With limitations on available spaces in full sun, irises in the garden are selected for their tolerance of moist soils. Dense clumps of native blue flag (Iris versicolor, below) are beginning their glorious bloom, and of course I am most thrilled by brilliant color contrasts. A second blue flag with purple stems. ‘Purple Flame’ has recently been planted in damp ground where I expect it to thrive. If it thrives too much, there is plenty of damp ground to transplant into.

The contrast of the Siberian iris ‘Miss Apple’ (Iris sibirica ‘Miss Apple’, below) with bright yellow Creeping Jenny (Lysimachia nummularia ‘Aurea’) covering the ground beneath is questionably too much. I suspect that every combination with Creeping Jenny borders on too bright, but it is well suited to the sunnier spots in the garden.

A single clump of an unremarkable white flowered iris (below) is planted in dry ground just above the greenhouse. I can’t imagine why I planted this one. There is, of course, nothing objectionable about it, but it doesn’t stand out the way other irises do.

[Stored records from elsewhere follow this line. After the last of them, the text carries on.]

// Copyright (c) 2026 100monkeys.ai
// SPDX-License-Identifier: AGPL-3.0

//! Error signatures: the deduplication key for recurring failures.
//!
//! Normalisation steps, in order: lower-case, digit runs → `<num>`,
//! quoted substrings → `<str>`, path-like tokens → `<path>`, whitespace
//! collapsed, truncated to [`MAX_SIGNATURE_BODY`] characters, prefixed with
//! the error code (or `UNKNOWN`). Two observations that differ only in
//! embedded numbers, quoted strings or paths share one signature.

use once_cell::sync::Lazy;
use regex::Regex;
use serde::{Deserialize, Serialize};
use std::fmt;

use super::observation::ErrorObservation;

pub const MAX_SIGNATURE_BODY: usize = 100;

const UNKNOWN_CODE: &str = "UNKNOWN";

static DIGITS: Lazy<Regex> = Lazy::new(|| Regex::new(r"\d+").expect("static regex"));

static QUOTED: Lazy<Regex> =
    Lazy::new(|| Regex::new(r#""[^"]*"|`[^`]*`"#).expect("static regex"));

// A single quote opens a string only when it does not follow a word
// character, so contractions like `can't` are left alone.
static SINGLE_QUOTED: Lazy<Regex> =
    Lazy::new(|| Regex::new(r"(^|[^\w])'[^']*'").expect("static regex"));

// Absolute, relative (./ ../ ~/) and Windows drive paths; a token needs at
// least one separator to count as a path.
static PATHS: Lazy<Regex> = Lazy::new(|| {
    Regex::new(r"(?:[a-z]:|~|\.{1,2})?(?:[/\\][\w.<>@+-]+)+[/\\]?").expect("static regex")
});

static WHITESPACE: Lazy<Regex> = Lazy::new(|| Regex::new(r"\s+").expect("static regex"));

#[derive(Debug, Clone, PartialEq, Eq, Hash, PartialOrd, Ord, Serialize, Deserialize)]
#[serde(transparent)]
pub struct ErrorSignature(String);

impl ErrorSignature {
    pub fn from_observation(error: &ErrorObservation) -> Self {
        let lowered = error.message.to_lowercase();
        let numbers = DIGITS.replace_all(&lowered, "<num>");
        let strings = QUOTED.replace_all(&numbers, "<str>");
        let strings = SINGLE_QUOTED.replace_all(&strings, "${1}<str>");
        let paths = PATHS.replace_all(&strings, "<path>");
        let collapsed = WHITESPACE.replace_all(paths.trim(), " ");
        let body: String = collapsed.chars().take(MAX_SIGNATURE_BODY).collect();

        let code = error
            .code
            .as_deref()
            .map(str::trim)
            .filter(|code| !code.is_empty())
            .unwrap_or(UNKNOWN_CODE);

        Self(format!("{code}:{body}"))
    }

    pub fn as_str(&self) -> &str {
        &self.0
    }
}

impl From<&ErrorObservation> for ErrorSignature {
    fn from(error: &ErrorObservation) -> Self {
        Self::from_observation(error)
    }
}

impl fmt::Display for ErrorSignature {
    fn fmt(&self, f: &mut fmt::Formatter<'_>) -> fmt::Result {
        f.write_str(&self.0)
    }
}

#[cfg(test)]
mod tests {
    use super::*;

    fn sig(code: Option<&str>, message: &str) -> ErrorSignature {
        let mut obs = ErrorObservation::new(message);
        if let Some(code) = code {
            obs = obs.with_code(code);
        }
        ErrorSignature::from_observation(&obs)
    }

    #[test]
    fn test_path_invariance() {
        assert_eq!(
            sig(Some("ENOENT"), "File /a/b.txt not found"),
            sig(Some("ENOENT"), "File /x/y/z.txt not found")
        );
        assert_eq!(sig(Some("ENOENT"), "File /a/b.txt not found").as_str(), "ENOENT:file <path> not found");
    }

    #[test]
    fn test_number_invariance() {
        assert_eq!(sig(None, "Error at line 42"), sig(None, "Error at line 100"));
        assert_eq!(sig(None, "Error at line 42").as_str(), "UNKNOWN:error at line <num>");
    }

    #[test]
    fn test_quoted_invariance() {
        assert_eq!(
            sig(None, "Cannot find module 'lodash'"),
            sig(None, "Cannot find module \"react-dom\"")
        );
    }

    #[test]
    fn test_contractions_do_not_open_quotes() {
        let lodash = sig(None, "Module not found: Error: Can't resolve 'lodash' in '/app/src'");
        let react = sig(None, "Module not found: Error: Can't resolve 'react' in '/srv/web/src'");
        assert_eq!(lodash, react);
        assert_eq!(lodash.as_str(), "UNKNOWN:module not found: error: can't resolve <str> in <str>");
        assert_eq!(sig(None, "'x' isn't 'y'").as_str(), "UNKNOWN:<str> isn't <str>");
    }

    #[test]
    fn test_relative_and_windows_paths() {
        assert_eq!(
            sig(None, "failed to open ./src/lib.rs"),
            sig(None, "failed to open ../other/main.rs")
        );
        assert_eq!(
            sig(None, r"failed to open C:\Users\dev\app.json"),
            sig(None, r"failed to open D:\tmp\x.json")
        );
    }

    #[test]
    fn test_whitespace_collapsed() {
        assert_eq!(sig(None, "  too   many\n\tspaces "), sig(None, "too many spaces"));
    }

    #[test]
    fn test_truncated_to_limit() {
        let long = "x".repeat(500);
        let signature = sig(Some("E"), &long);
        assert_eq!(signature.as_str().len(), "E:".len() + MAX_SIGNATURE_BODY);
    }

    #[test]
    fn test_truncation_respects_char_boundaries() {
        let long = "é".repeat(300);
        let signature = sig(None, &long);
        assert_eq!(signature.as_str().chars().count(), "UNKNOWN:".len() + MAX_SIGNATURE_BODY);
    }

    #[test]
    fn test_code_distinguishes_signatures() {
        assert_ne!(sig(Some("EPERM"), "denied"), sig(Some("EACCES"), "denied"));
        assert_eq!(sig(Some("  "), "denied"), sig(None, "denied"));
    }
}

While few Japanese irises (Iris ensata, below) have survived the yellow flag onslaught, others have been planted in the damp ground where a trickle of a spring originates under the garden shed. This area is also the overflow for the koi pond, so the dampness has promoted vigorous growth and splendid flowering through late spring as other irises begin to fade. With varying bloom times, the Japanese irises flower beginning in late April for several weeks into early summer.

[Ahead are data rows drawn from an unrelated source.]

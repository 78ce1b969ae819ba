// Copyright (c) 2026 100monkeys.ai
// SPDX-License-Identifier: AGPL-3.0

//! Response routing: picks the investigating persona and renders the report.

use serde::{Deserialize, Serialize};
use std::fmt::{self, Write};

use super::analysis::Analysis;
use super::category::ErrorCategory;

const REPORT_HYPOTHESES: usize = 3;
const REPORT_SUGGESTIONS: usize = 3;

#[derive(Debug, Clone, Copy, PartialEq, Eq, Hash, Serialize, Deserialize)]
pub enum Persona {
    #[serde(rename = "code-review")]
    CodeReviewer,
    #[serde(rename = "network-infrastructure")]
    InfrastructureInvestigator,
}

impl Persona {
    pub fn as_str(&self) -> &'static str {
        match self {
            Persona::CodeReviewer => "code-review",
            Persona::InfrastructureInvestigator => "network-infrastructure",
        }
    }

    pub fn primary_for(category: ErrorCategory) -> Self {
        match category {
            ErrorCategory::Syntax | ErrorCategory::Runtime | ErrorCategory::State => Persona::CodeReviewer,
            ErrorCategory::Network
            | ErrorCategory::Auth
            | ErrorCategory::Resource
            | ErrorCategory::Dependency
            | ErrorCategory::Config
            | ErrorCategory::Unknown => Persona::InfrastructureInvestigator,
        }
    }

    pub fn other(&self) -> Self {
        match self {
            Persona::CodeReviewer => Persona::InfrastructureInvestigator,
            Persona::InfrastructureInvestigator => Persona::CodeReviewer,
        }
    }
}

impl fmt::Display for Persona {
    fn fmt(&self, f: &mut fmt::Formatter<'_>) -> fmt::Result {
        f.write_str(self.as_str())
    }
}

#[derive(Debug, Clone, PartialEq, Eq, Serialize, Deserialize)]
#[serde(rename_all = "camelCase")]
pub struct RoutedResponse {
    pub primary_persona: Persona,
    pub secondary_persona: Persona,
    pub report: String,
}

pub fn route(analysis: &Analysis) -> RoutedResponse {
    let primary = Persona::primary_for(analysis.category);
    RoutedResponse {
        primary_persona: primary,
        secondary_persona: primary.other(),
        report: render_report(analysis),
    }
}

fn render_report(analysis: &Analysis) -> String {
    let d = &analysis.decomposition;
    let mut out = String::new();

    // Writing into a String cannot fail.
    let _ = writeln!(out, "Error analysis {} [{}]", analysis.id, analysis.category);
    let _ = writeln!(out, "Signature: {}", analysis.signature);
    let _ = writeln!(out);
    let _ = writeln!(out, "What failed: {}", d.what_failed);
    let _ = writeln!(out, "Why it failed: {}", d.why_it_failed);
    let _ = writeln!(out, "Assumptions:");
    for assumption in &d.assumptions {
        let _ = writeln!(out, "  - {}", assumption);
    }
    let _ = writeln!(out, "Root cause: {}", d.root_cause);
    let _ = writeln!(out);

    let _ = writeln!(out, "Hypotheses:");
    for (i, h) in analysis.hypotheses.iter().take(REPORT_HYPOTHESES).enumerate() {
        let _ = writeln!(out, "  {}. {} ({}%) - test: {}", i + 1, h.description, h.likelihood, h.test_method);
    }
    let _ = writeln!(out);

    let _ = writeln!(out, "Related fixes in memory: {}", analysis.related_fix_ids.len());
    let _ = writeln!(out, "Suggested fixes:");
    for (i, s) in analysis.top_suggestions(REPORT_SUGGESTIONS).enumerate() {
        let _ = writeln!(out, "  {}. [{}%] {}", i + 1, s.confidence, s.description);
    }

    out
}

#[cfg(test)]
mod tests {
    use super::*;
    use crate::domain::analysis::SuggestionPolicy;
    use crate::domain::observation::ErrorObservation;

    fn analyze(error: ErrorObservation) -> Analysis {
        Analysis::assemble(error, &[], &SuggestionPolicy::default())
    }

    #[test]
    fn test_network_error_routes_to_infrastructure() {
        let analysis = analyze(
            ErrorObservation::new("Connection timed out to api.example.com").with_code("ETIMEDOUT"),
        );
        let routed = route(&analysis);
        assert_eq!(routed.primary_persona, Persona::InfrastructureInvestigator);
        assert_eq!(routed.secondary_persona, Persona::CodeReviewer);
    }

    #[test]
    fn test_syntax_error_routes_to_code_review() {
        let routed = route(&analyze(ErrorObservation::new("SyntaxError: Unexpected token")));
        assert_eq!(routed.primary_persona, Persona::CodeReviewer);
        assert_eq!(routed.secondary_persona, Persona::InfrastructureInvestigator);
    }

    #[test]
    fn test_code_categories() {
        for category in ErrorCategory::ALL {
            let expected = matches!(
                category,
                ErrorCategory::Syntax | ErrorCategory::Runtime | ErrorCategory::State
            );
            assert_eq!(Persona::primary_for(category) == Persona::CodeReviewer, expected, "{category}");
        }
    }

    #[test]
    fn test_infrastructure_categories() {
        let infrastructure: Vec<_> = ErrorCategory::ALL
            .into_iter()
            .filter(|c| Persona::primary_for(*c) == Persona::InfrastructureInvestigator)
            .collect();
        assert_eq!(
            infrastructure,
            vec![
                ErrorCategory::Network,
                ErrorCategory::Auth,
                ErrorCategory::Resource,
                ErrorCategory::Dependency,
                ErrorCategory::Config,
                ErrorCategory::Unknown,
            ]
        );
    }

    #[test]
    fn test_report_embeds_analysis() {
        let analysis = analyze(ErrorObservation::new("ENOENT: no such file").with_code("ENOENT"));
        let report = route(&analysis).report;
        assert!(report.contains(&analysis.decomposition.root_cause));
        assert!(report.contains(&analysis.hypotheses[0].description));
        assert!(report.contains("Related fixes in memory: 0"));
        assert!(report.contains(&analysis.suggested_fixes[0].description));
    }

    #[test]
    fn test_persona_serializes_as_slug() {
        let json = serde_json::to_string(&Persona::CodeReviewer).unwrap();
        assert_eq!(json, "\"code-review\"");
    }
}
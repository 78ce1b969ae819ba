// Copyright (c) 2026 100monkeys.ai
// SPDX-License-Identifier: AGPL-3.0

//! Domain events for the diagnostics bounded context

use chrono::{DateTime, Utc};
use serde::{Deserialize, Serialize};

use super::analysis::AnalysisId;
use super::category::ErrorCategory;
use super::fix::FixId;
use super::reflection::{EpisodeId, OutcomeStatus, ReflectionId};
use super::signature::ErrorSignature;

/// Diagnostics domain events
/// Published to the EventBus for observability and integration
#[derive(Debug, Clone, Serialize, Deserialize)]
#[serde(tag = "type", rename_all = "snake_case")]
pub enum DiagnosticEvent {
    /// An error was classified and analysed
    ErrorAnalyzed {
        analysis_id: AnalysisId,
        category: ErrorCategory,
        signature: ErrorSignature,
        related_fixes: usize,
        timestamp: DateTime<Utc>,
    },

    /// A verified fix was written to fix memory
    FixRecorded {
        fix_id: FixId,
        signature: ErrorSignature,
        category: ErrorCategory,
        /// An entry with the same signature was overwritten
        replaced: bool,
        timestamp: DateTime<Utc>,
    },

    /// Oldest entries dropped to stay within capacity
    FixesEvicted {
        count: usize,
        capacity: usize,
        timestamp: DateTime<Utc>,
    },

    EpisodeLogged {
        episode_id: EpisodeId,
        actor: String,
        outcome: OutcomeStatus,
        timestamp: DateTime<Utc>,
    },

    ReflectionCreated {
        reflection_id: ReflectionId,
        actor: String,
        task_type: String,
        category: ErrorCategory,
        timestamp: DateTime<Utc>,
    },

    ReflectionEffectivenessUpdated {
        reflection_id: ReflectionId,
        helped: bool,
        old_score: f64,
        new_score: f64,
        times_helped: u32,
        times_failed: u32,
        timestamp: DateTime<Utc>,
    },

    /// Retention pass removed stale or ineffective reflections
    ReflectionsPruned {
        count: usize,
        timestamp: DateTime<Utc>,
    },

    /// All retry attempts failed; carries the analysis of the last error
    RetryBudgetExhausted {
        analysis_id: AnalysisId,
        attempts: u32,
        category: ErrorCategory,
        timestamp: DateTime<Utc>,
    },
}

impl DiagnosticEvent {
    pub fn timestamp(&self) -> DateTime<Utc> {
        match self {
            DiagnosticEvent::ErrorAnalyzed { timestamp, .. } => *timestamp,
            DiagnosticEvent::FixRecorded { timestamp, .. } => *timestamp,
            DiagnosticEvent::FixesEvicted { timestamp, .. } => *timestamp,
            DiagnosticEvent::EpisodeLogged { timestamp, .. } => *timestamp,
            DiagnosticEvent::ReflectionCreated { timestamp, .. } => *timestamp,
            DiagnosticEvent::ReflectionEffectivenessUpdated { timestamp, .. } => *timestamp,
            DiagnosticEvent::ReflectionsPruned { timestamp, .. } => *timestamp,
            DiagnosticEvent::RetryBudgetExhausted { timestamp, .. } => *timestamp,
        }
    }

    pub fn event_type(&self) -> &'static str {
        match self {
            DiagnosticEvent::ErrorAnalyzed { .. } => "error_analyzed",
            DiagnosticEvent::FixRecorded { .. } => "fix_recorded",
            DiagnosticEvent::FixesEvicted { .. } => "fixes_evicted",
            DiagnosticEvent::EpisodeLogged { .. } => "episode_logged",
            DiagnosticEvent::ReflectionCreated { .. } => "reflection_created",
            DiagnosticEvent::ReflectionEffectivenessUpdated { .. } => "reflection_effectiveness_updated",
            DiagnosticEvent::ReflectionsPruned { .. } => "reflections_pruned",
            DiagnosticEvent::RetryBudgetExhausted { .. } => "retry_budget_exhausted",
        }
    }
}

One of the few remaining Japanese irises that border the koi pond.

One Comment Add yours

  1. tonytomeo says:

    Yellow flag iris is fortunately such a problem within our region. Technically, it is aggressively invasive. However, within chaparral climates, there are not many riparian situations for them to inhabit. There are more riparian situations within the Santa Cruz Mountains, but they are confined to narrow and mostly shaded canyons. I acquired some yellow flag iris from where they were naturalized nearby, and I happen to like them, but now that I got them, we can not plant them within the landscapes. I am not concerned about them escaping into the wild, since they are already out there. I just do not want them to dominate riparian portions of our landscapes. They will likely go to the iris bed, where they will get irrigation, but will not escape into their surroundings. Meanwhile, I added Louisiana iris to a small portion of a riparian area of the landscapes, so will need to watch them. I doubt they are as aggressive as yellow flag iris.